Nello specifico per il CIC “il disegno di legge porrebbe un nuovo limite all’esercizio della libera professione intramoenia “allargata” al 30 giugno del 2012 – così come stabilito dal Milleproroghe – mentre è evidente l’impossibilità che tutte le aziende ospedaliere riescano ad ottemperare all’obbligo di organizzare spazi, attrezzature, tecnologie in tempo utile per permettere ai chirurghi di esercitare dignitosamente questo loro diritto-dovere in strutture di non facile creazione ma irrinunciabili per l’espletamento della moderna chirurgia con tutte le sue implicazioni tecnologiche di avanguardia”.

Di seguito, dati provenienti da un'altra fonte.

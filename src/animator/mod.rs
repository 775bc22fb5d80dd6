//! Progress animator
//!
//! Drives the timed edit operation shown while a session is in the Edit
//! stage. The animator is tick-driven: the host calls into it at a fixed
//! cadence and it never reads a clock of its own.
//!
//! # Architecture
//!
//! - [`AnimatorRun`] - Value state of one activation (progress, phase, markers)
//! - [`advance`] - Pure per-tick step producing the next run
//! - [`elapse`] - Pure marker-expiry step driven by simulated time
//! - [`MarkerSource`] - Seeded pseudo-random source for marker injection

pub mod engine;
pub mod state;

pub use engine::{TickOutcome, TickReport, advance, elapse, phase_for};
pub use state::{AnimatorConfig, AnimatorRun, Marker, MarkerSource, RunId};
//! Pure stage transitions
//!
//! Each function takes the current [`Session`] and returns the next one
//! (or an error), leaving its input untouched. Stage checks live here so
//! that an action invoked from the wrong stage is rejected no matter
//! which surface called it.

use std::time::Duration;

use crate::animator::{self, AnimatorConfig, AnimatorRun, Marker, RunId, TickOutcome};
use crate::catalog::{MECHANISM_STEPS, TraitCatalog};
use crate::error::SessionError;
use crate::risk::RiskPolicy;

use super::state::{Session, Stage};

/// Index of the last mechanism explainer page.
pub const LAST_MECHANISM_STEP: usize = MECHANISM_STEPS.len() - 1;

fn require(session: &Session, action: &'static str, allowed: &[Stage]) -> Result<(), SessionError> {
    if allowed.contains(&session.stage) {
        return Ok(());
    }
    Err(SessionError::InvalidTransition {
        action,
        stage: session.stage,
    })
}

/// Selects a trait and moves to Analyze.
///
/// Valid from Select, and from Analyze to change the selection. Any
/// earlier risk decision is discarded.
///
/// # Errors
///
/// - [`SessionError::InvalidTransition`] outside Select/Analyze
/// - [`SessionError::UnknownTrait`] if the id is not in the catalog
pub fn select_trait(
    session: &Session,
    catalog: &TraitCatalog,
    id: &str,
) -> Result<Session, SessionError> {
    require(session, "select_trait", &[Stage::Select, Stage::Analyze])?;
    let selected = catalog.get(id).ok_or_else(|| SessionError::UnknownTrait {
        id: id.to_string(),
        suggestion: catalog.suggest(id),
    })?;

    Ok(Session {
        stage: Stage::Analyze,
        trait_id: Some(id.to_string()),
        metrics: selected.metrics,
        mechanism_step: 0,
        pending_confirmation: None,
        risk_acknowledged: false,
        animation: None,
    })
}

/// Opens the mechanism explainer.
///
/// # Errors
///
/// Returns [`SessionError::InvalidTransition`] outside Analyze.
pub fn request_mechanism_view(session: &Session) -> Result<Session, SessionError> {
    require(session, "request_mechanism_view", &[Stage::Analyze])?;
    Ok(Session {
        stage: Stage::Mechanism,
        ..session.clone()
    })
}

/// Moves the mechanism explainer to `step`, clamped to the last page.
///
/// # Errors
///
/// Returns [`SessionError::InvalidTransition`] outside Mechanism.
pub fn goto_mechanism_step(session: &Session, step: usize) -> Result<Session, SessionError> {
    require(session, "goto_mechanism_step", &[Stage::Mechanism])?;
    Ok(Session {
        mechanism_step: step.min(LAST_MECHANISM_STEP),
        ..session.clone()
    })
}

/// Starts a new animator run and enters Edit.
///
/// Whatever run the session held before is dropped.
fn enter_edit(session: &Session, run: RunId, seed: u64) -> Session {
    Session {
        stage: Stage::Edit,
        pending_confirmation: None,
        animation: Some(AnimatorRun::start(run, seed)),
        ..session.clone()
    }
}

/// Attempts to enter Edit, consulting the risk gate.
///
/// If the selected trait's metrics exceed the policy and the user has not
/// already chosen to proceed, the returned session stays in its stage and
/// carries a pending [`RiskPrompt`](crate::risk::RiskPrompt).
///
/// # Errors
///
/// Returns [`SessionError::InvalidTransition`] outside Analyze/Mechanism.
pub fn request_edit(
    session: &Session,
    policy: &RiskPolicy,
    run: RunId,
    seed: u64,
) -> Result<Session, SessionError> {
    require(session, "request_edit", &[Stage::Analyze, Stage::Mechanism])?;

    let prompt = policy.prompt_for(&session.metrics);
    match prompt {
        Some(prompt) if !session.risk_acknowledged => Ok(Session {
            pending_confirmation: Some(prompt),
            ..session.clone()
        }),
        _ => Ok(enter_edit(session, run, seed)),
    }
}

fn require_pending(session: &Session, action: &'static str) -> Result<(), SessionError> {
    if session.pending_confirmation.is_none() {
        return Err(SessionError::InvalidTransition {
            action,
            stage: session.stage,
        });
    }
    Ok(())
}

/// Resolves a pending risk prompt by proceeding into Edit.
///
/// The decision sticks until the next trait selection.
///
/// # Errors
///
/// Returns [`SessionError::InvalidTransition`] if no prompt is pending.
pub fn confirm_proceed(session: &Session, run: RunId, seed: u64) -> Result<Session, SessionError> {
    require_pending(session, "confirm_proceed")?;
    let acknowledged = Session {
        risk_acknowledged: true,
        ..session.clone()
    };
    Ok(enter_edit(&acknowledged, run, seed))
}

/// Resolves a pending risk prompt by going back to Analyze.
///
/// # Errors
///
/// Returns [`SessionError::InvalidTransition`] if no prompt is pending.
pub fn confirm_redesign(session: &Session) -> Result<Session, SessionError> {
    require_pending(session, "confirm_redesign")?;
    Ok(Session {
        stage: Stage::Analyze,
        pending_confirmation: None,
        ..session.clone()
    })
}

/// Applies one animator tick.
///
/// Outside Edit the session is returned unchanged with no outcome. When
/// the tick completes the animation the returned session is in Result.
#[must_use]
pub fn tick(session: &Session, config: &AnimatorConfig) -> (Session, Option<TickOutcome>) {
    let Some(run) = session.animation.as_ref().filter(|_| session.stage == Stage::Edit) else {
        return (session.clone(), None);
    };

    let (run, outcome) = animator::advance(run, config);
    let stage = if matches!(outcome, TickOutcome::Completed(_)) {
        Stage::Result
    } else {
        session.stage
    };

    (
        Session {
            stage,
            animation: Some(run),
            ..session.clone()
        },
        Some(outcome),
    )
}

/// Advances the marker-expiry clock of the current run.
///
/// Works in Edit and Result alike so that markers emitted near the end
/// of the animation still expire. Without a run this is a no-op.
#[must_use]
pub fn elapse(session: &Session, delta: Duration, config: &AnimatorConfig) -> (Session, Vec<Marker>) {
    let Some(run) = session.animation.as_ref() else {
        return (session.clone(), Vec::new());
    };
    let (run, expired) = animator::elapse(run, delta, config);
    (
        Session {
            animation: Some(run),
            ..session.clone()
        },
        expired,
    )
}

/// Returns the fresh Select-stage session.
#[must_use]
pub fn reset() -> Session {
    Session::default()
}
//! `quiz`: print the question bank or score answers.

use serde::Serialize;

use crate::cli::args::{OutputFormat, QuizArgs};
use crate::cli::commands::load_config;
use crate::error::LabError;
use crate::quiz::{Medal, QuestionBank, QuestionReview, QuizEngine, Score};

#[derive(Debug, Serialize)]
struct ScoreView {
    #[serde(flatten)]
    score: Score,
    percent: u32,
    medal: Medal,
    review: Vec<QuestionReview>,
}

/// Prints the questions, or scores `--answers` against them.
///
/// # Errors
///
/// - [`LabError::Config`] if the configuration cannot be loaded
/// - [`LabError::Quiz`] if an answer is out of range or some are missing
/// - [`LabError::Json`] if JSON rendering fails
pub fn run(args: &QuizArgs) -> Result<(), LabError> {
    let config = load_config(args.config.as_deref())?;
    let bank = config.question_bank();

    let Some(answers) = &args.answers else {
        match args.format {
            OutputFormat::Human => print_questions(&bank),
            OutputFormat::Json => println!("{}", serde_json::to_string_pretty(bank.questions())?),
        }
        return Ok(());
    };

    let view = score(bank, answers)?;
    match args.format {
        OutputFormat::Human => print_score(&view),
        OutputFormat::Json => println!("{}", serde_json::to_string_pretty(&view)?),
    }
    Ok(())
}

/// Records `answers` in question order and submits.
fn score(bank: QuestionBank, answers: &[usize]) -> Result<ScoreView, LabError> {
    let ids: Vec<u32> = bank.questions().iter().map(|q| q.id).collect();
    let mut engine = QuizEngine::new(bank);
    for (id, &answer) in ids.iter().zip(answers) {
        engine.record_answer(*id, answer)?;
    }
    if answers.len() > ids.len() {
        tracing::warn!(
            given = answers.len(),
            questions = ids.len(),
            "ignoring answers beyond the last question"
        );
    }

    let score = engine.submit()?;
    Ok(ScoreView {
        score,
        percent: score.percent(),
        medal: score.medal(),
        review: engine.review().unwrap_or_default(),
    })
}

fn print_questions(bank: &QuestionBank) {
    for q in bank.questions() {
        println!("{}. {}", q.id, q.question);
        for (i, option) in q.options.iter().enumerate() {
            println!("   [{i}] {option}");
        }
        println!();
    }
}

fn print_score(view: &ScoreView) {
    for r in &view.review {
        let mark = if r.is_correct { "✓" } else { "✗" };
        println!("{mark} {}. {}", r.id, r.question);
        if !r.is_correct {
            println!("    your answer: {}", r.chosen);
            println!("    correct:     {}", r.correct);
        }
        if !r.explanation.is_empty() {
            println!("    {}", r.explanation);
        }
    }
    let medal = match view.medal {
        Medal::Perfect => "perfect score",
        Medal::Gold => "gold",
        Medal::Silver => "silver",
        Medal::Study => "keep studying",
    };
    println!(
        "\nScore: {}/{} ({}%) - {medal}",
        view.score.correct, view.score.total, view.percent
    );
}
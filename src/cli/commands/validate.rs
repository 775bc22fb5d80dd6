//! `validate`: check lab configuration files.

use std::path::Path;

use serde::Serialize;

use crate::cli::args::{OutputFormat, ValidateArgs};
use crate::config::ConfigLoader;
use crate::error::{ConfigError, LabError, Severity, ValidationIssue};

#[derive(Serialize)]
struct FileReport {
    file: String,
    valid: bool,
    errors: Vec<String>,
    warnings: Vec<String>,
}

/// Validates each file, reporting every issue found.
///
/// # Errors
///
/// Returns [`LabError::Config`] for the first file that fails, after all
/// files have been reported. With `--strict`, warnings count as failures.
pub fn run(args: &ValidateArgs) -> Result<(), LabError> {
    let loader = ConfigLoader::with_defaults();
    let mut reports = Vec::with_capacity(args.files.len());
    let mut first_failure: Option<ConfigError> = None;

    for path in &args.files {
        tracing::info!(file = %path.display(), "validating configuration");
        let (report, failure) = check(&loader, path, args.strict);
        if first_failure.is_none() {
            first_failure = failure;
        }
        reports.push(report);
    }

    match args.format {
        OutputFormat::Human => {
            for report in &reports {
                let status = if report.valid { "ok" } else { "FAILED" };
                println!("{}: {status}", report.file);
                for e in &report.errors {
                    println!("  {e}");
                }
                for w in &report.warnings {
                    println!("  {w}");
                }
            }
        }
        OutputFormat::Json => println!("{}", serde_json::to_string_pretty(&reports)?),
    }

    first_failure.map_or(Ok(()), |e| Err(e.into()))
}

fn check(loader: &ConfigLoader, path: &Path, strict: bool) -> (FileReport, Option<ConfigError>) {
    let file = path.display().to_string();
    match loader.load(path) {
        Ok(result) => {
            let warnings: Vec<String> = result
                .warnings
                .iter()
                .map(|w| match &w.location {
                    Some(at) => format!("warning: {} at {at}", w.message),
                    None => format!("warning: {}", w.message),
                })
                .collect();
            let failure = (strict && !warnings.is_empty()).then(|| ConfigError::ValidationError {
                path: file.clone(),
                errors: result
                    .warnings
                    .iter()
                    .map(|w| ValidationIssue {
                        path: w.location.clone().unwrap_or_default(),
                        message: w.message.clone(),
                        severity: Severity::Warning,
                    })
                    .collect(),
            });
            let report = FileReport {
                file,
                valid: failure.is_none(),
                errors: Vec::new(),
                warnings,
            };
            (report, failure)
        }
        Err(e) => {
            let errors = match &e {
                ConfigError::ValidationError { errors, .. } => {
                    errors.iter().map(ToString::to_string).collect()
                }
                other => vec![other.to_string()],
            };
            let report = FileReport {
                file,
                valid: false,
                errors,
                warnings: Vec::new(),
            };
            (report, Some(e))
        }
    }
}

#[cfg(test)]
mod tests {
    use super::*;

    fn write(dir: &tempfile::TempDir, name: &str, body: &str) -> std::path::PathBuf {
        let path = dir.path().join(name);
        std::fs::write(&path, body).unwrap();
        path
    }

    #[test]
    fn valid_file_passes() {
        let dir = tempfile::tempdir().unwrap();
        let path = write(&dir, "ok.yaml", "simulation:\n  seed: 3\n");
        let (report, failure) = check(&ConfigLoader::with_defaults(), &path, false);
        assert!(report.valid);
        assert!(failure.is_none());
    }

    #[test]
    fn strict_turns_warnings_into_failure() {
        let dir = tempfile::tempdir().unwrap();
        let path = write(&dir, "warn.yaml", "simulation:\n  marker_ttl_ms: 0\n");
        let loader = ConfigLoader::with_defaults();

        let (report, failure) = check(&loader, &path, false);
        assert!(report.valid);
        assert_eq!(report.warnings.len(), 1);
        assert!(failure.is_none());

        let (report, failure) = check(&loader, &path, true);
        assert!(!report.valid);
        assert!(matches!(failure, Some(ConfigError::ValidationError { .. })));
    }

    #[test]
    fn validation_errors_are_listed() {
        let dir = tempfile::tempdir().unwrap();
        let path = write(
            &dir,
            "bad.yaml",
            "simulation:\n  progress_increment: -1\n  marker_probability: 2\n",
        );
        let (report, failure) = check(&ConfigLoader::with_defaults(), &path, false);
        assert!(!report.valid);
        assert_eq!(report.errors.len(), 2);
        assert!(failure.is_some());
    }
}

“La critica – prosegue d’Imporzano – che sembra in parte superata dalle ultime indiscrezioni sulla riforma ‘Balduzzi’ trapelate in seguito alla discussioni in corso al Ministero della Salute con i capigruppo di Maggioranza e Presidenti delle Commissioni Igiene e Sanità del Senato e Affari Sociali della Camera, si applica alla completa chiusura della libera professione nelle sole mura del singolo ospedale e nella perversa modalità di essere impiegata come salvacondotto legalizzato per eludere le liste di attesa di modo che l’odioso fenomeno del convincimento in stato di necessità del paziente al passaggio dal pubblico al privato avvenga nello stesso ospedale e con il beneplacito della sanità pubblica. Non è nuovo alle nostre orecchie lo stimolo delle amministrazioni verso i chirurghi a darsi da fare affinché il reparto paganti ‘non sia solo un costo’”.